Yushchenko’s indecisive waffling only exacerbated tensions between the Baloha and Kyrylenko camps within his bloc, which burst into the media on Nov. 27 when a council called by Kyrylenko was boycotted by Baloha and his circle as revenge.
Given that Yushchenko’s political future – and more importantly, Ukraine’s future – depends on the following days’ events, one would imagine the president would take a lesson from Tymoshenko and spend a few late nights at the Secretariat to make sure everything falls into place. Instead, the president couldn’t resist testing the Carpathian slopes on Nov. 26, the day before his party could not gather a quorum. According to Baloha, the president cannot attend such meetings because they conflict with his daytime schedule.
Another defense offered is that the president is only the honorary chair of Our Ukraine-People’s Self-Defense – the bloc that depends on Yushchenko for its survival. This is an excuse employed every time Yushchenko should be leading his bloc and making critical decisions, instead of creating a leadership vacuum in which factions form and conflicts erupt. Ukrainians have long hoped the president would use the authority he has.
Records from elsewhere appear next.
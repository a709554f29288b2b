//! Async worker: drains the queue buffer into the dispatcher.

use std::sync::Arc;
use std::time::Duration;

use tokio::sync::watch;
use tokio_util::sync::CancellationToken;
use tracing::{debug, error, info, warn};

use crate::config::Config;
use crate::dispatcher::Dispatcher;
use crate::error::{IngestError, WorkerError};
use crate::notify::NotifierSet;
use crate::queue::QueueBuffer;
use crate::types::{Outcome, RawPayload};

/// Lifecycle of a worker, observable through [`Worker::subscribe`].
#[derive(Debug, Clone, Copy, PartialEq, Eq)]
pub enum WorkerState {
  Running,
  /// Shutdown requested; finishing the in-flight payload.
  Draining,
  Stopped,
}

/// Counters returned when the worker stops cleanly.
#[derive(Debug, Clone, Copy, Default, PartialEq, Eq)]
pub struct WorkerReport {
  pub processed: u64,
  /// Payloads that failed to decode.
  pub dropped: u64,
}

pub struct Worker {
  dispatcher: Dispatcher,
  queue: Arc<dyn QueueBuffer>,
  notifier: NotifierSet,
  wait: Duration,
  cancel: CancellationToken,
  state: watch::Sender<WorkerState>,
}

impl Worker {
  pub fn new(
    dispatcher: Dispatcher,
    queue: Arc<dyn QueueBuffer>,
    notifier: NotifierSet,
    config: &Config,
    cancel: CancellationToken,
  ) -> Self {
    let (state, _) = watch::channel(WorkerState::Running);
    Self {
      dispatcher,
      queue,
      notifier,
      wait: config.dequeue_wait,
      cancel,
      state,
    }
  }

  pub fn subscribe(&self) -> watch::Receiver<WorkerState> {
    self.state.subscribe()
  }

  /// Run until cancelled or until a queue or store failure.
  ///
  /// Cancellation is checked between dequeues, so a payload that has been
  /// taken off the queue is always processed before the worker exits. The
  /// state reads `Draining` from the moment shutdown is observed until then.
  pub async fn run(self) -> Result<WorkerReport, WorkerError> {
    let mut report = WorkerReport::default();
    info!(wait_ms = self.wait.as_millis() as u64, "worker started");

    while !self.cancel.is_cancelled() {
      let message = match self.queue.dequeue(self.wait).await {
        Ok(Some(message)) => message,
        Ok(None) => continue,
        Err(e) => {
          error!(error = %e, "dequeue failed, stopping worker");
          self.state.send_replace(WorkerState::Stopped);
          return Err(e.into());
        }
      };

      let raw = RawPayload::from(message);
      match self.process(&raw).await {
        Ok(outcome) => {
          report.processed += 1;
          self.notifier.dispatch(&outcome);
        }
        Err(IngestError::Decode(e)) => {
          report.dropped += 1;
          warn!(stage = %e.stage, reason = %e.reason, "dropping undecodable payload");
        }
        Err(IngestError::Store(e)) => {
          error!(error = %e, "store failure, stopping worker");
          self.state.send_replace(WorkerState::Stopped);
          return Err(e.into());
        }
      }
    }

    self.state.send_replace(WorkerState::Draining);
    debug!("worker draining");
    self.state.send_replace(WorkerState::Stopped);
    info!(
      processed = report.processed,
      dropped = report.dropped,
      "worker stopped"
    );
    Ok(report)
  }

  /// Process one payload to completion. A shutdown request arriving meanwhile
  /// moves the worker to `Draining` without interrupting the call.
  async fn process(&self, raw: &RawPayload) -> Result<Outcome, IngestError> {
    let call = self.dispatcher.process(raw);
    tokio::pin!(call);
    tokio::select! {
      biased;
      result = &mut call => result,
      _ = self.cancel.cancelled() => {
        self.state.send_replace(WorkerState::Draining);
        debug!("shutdown requested, finishing in-flight payload");
        call.await
      }
    }
  }
}
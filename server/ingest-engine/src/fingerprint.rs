//! Stable fingerprint computation for grouping events into issues.
//!
//! Structural stack identity wins over message text: two messages raised from
//! the same source lines group together, the same message from different call
//! sites does not.

use crate::types::{Fingerprint, NormalizedEvent, Protocol, StackFrame};

/// Compute the grouping checksum for an event using its protocol's rule.
///
/// Legacy, first matching branch wins:
/// 1. frames present: frame content in call order, then the exception type
/// 2. exception present: type + value
/// 3. otherwise the message
///
/// Modern always hashes frame content + exception type of the first exception
/// entry, falling back to the message when the event carries no exception.
pub fn compute(event: &NormalizedEvent) -> Fingerprint {
  let mut hasher = blake3::Hasher::new();
  match event.protocol {
    Protocol::Legacy => legacy_content(&mut hasher, event),
    Protocol::Modern => modern_content(&mut hasher, event),
  }

  let hex = hasher.finalize().to_hex();
  // First 16 bytes (32 hex chars), the width of the checksum column.
  Fingerprint(hex[..32].to_string())
}

fn legacy_content(hasher: &mut blake3::Hasher, event: &NormalizedEvent) {
  if !event.stack_frames.is_empty() {
    stacktrace_content(hasher, &event.stack_frames);
    if let Some(exc) = &event.exception {
      hasher.update(exc.exception_type.as_bytes());
    }
    return;
  }

  if let Some(exc) = &event.exception {
    hasher.update(exc.exception_type.as_bytes());
    hasher.update(exc.value.as_bytes());
    return;
  }

  hasher.update(event.message.as_bytes());
}

fn modern_content(hasher: &mut blake3::Hasher, event: &NormalizedEvent) {
  match &event.exception {
    Some(exc) => {
      stacktrace_content(hasher, &event.stack_frames);
      hasher.update(exc.exception_type.as_bytes());
    }
    None => {
      hasher.update(event.message.as_bytes());
    }
  }
}

fn stacktrace_content(hasher: &mut blake3::Hasher, frames: &[StackFrame]) {
  for frame in frames {
    if !frame.module.is_empty() {
      hasher.update(frame.module.as_bytes());
    } else if !frame.filename.is_empty() && !is_url(&frame.filename) {
      hasher.update(frame.filename.as_bytes());
    }

    if !frame.context_line.is_empty() {
      hasher.update(frame.context_line.as_bytes());
    } else if !frame.function.is_empty() {
      hasher.update(frame.function.as_bytes());
    } else if frame.line_number > 0 {
      hasher.update(frame.line_number.to_string().as_bytes());
    }
  }
}

/// Served or bundled sources: their location changes per deploy.
fn is_url(filename: &str) -> bool {
  ["file:", "http:", "https:"]
    .iter()
    .any(|scheme| filename.starts_with(scheme))
}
Repeatedly and consistently, Yushchenko has squandered his opportunities.
It is not excluded that Yushchenko is a keen player in the current machinations, rather than a passive victim. One of his closest allies, Yuriy Yekhanurov, has been a vocal opponent of uniting with Tymoshenko.
Late on Nov. 28, Yushchenko’s administration declared they had mustered full support for their coalition with Tymoshenko. Time will tell, but more needless damage had already been done. Strong leadership and less backroom dealings could have avoided this week’s fiasco.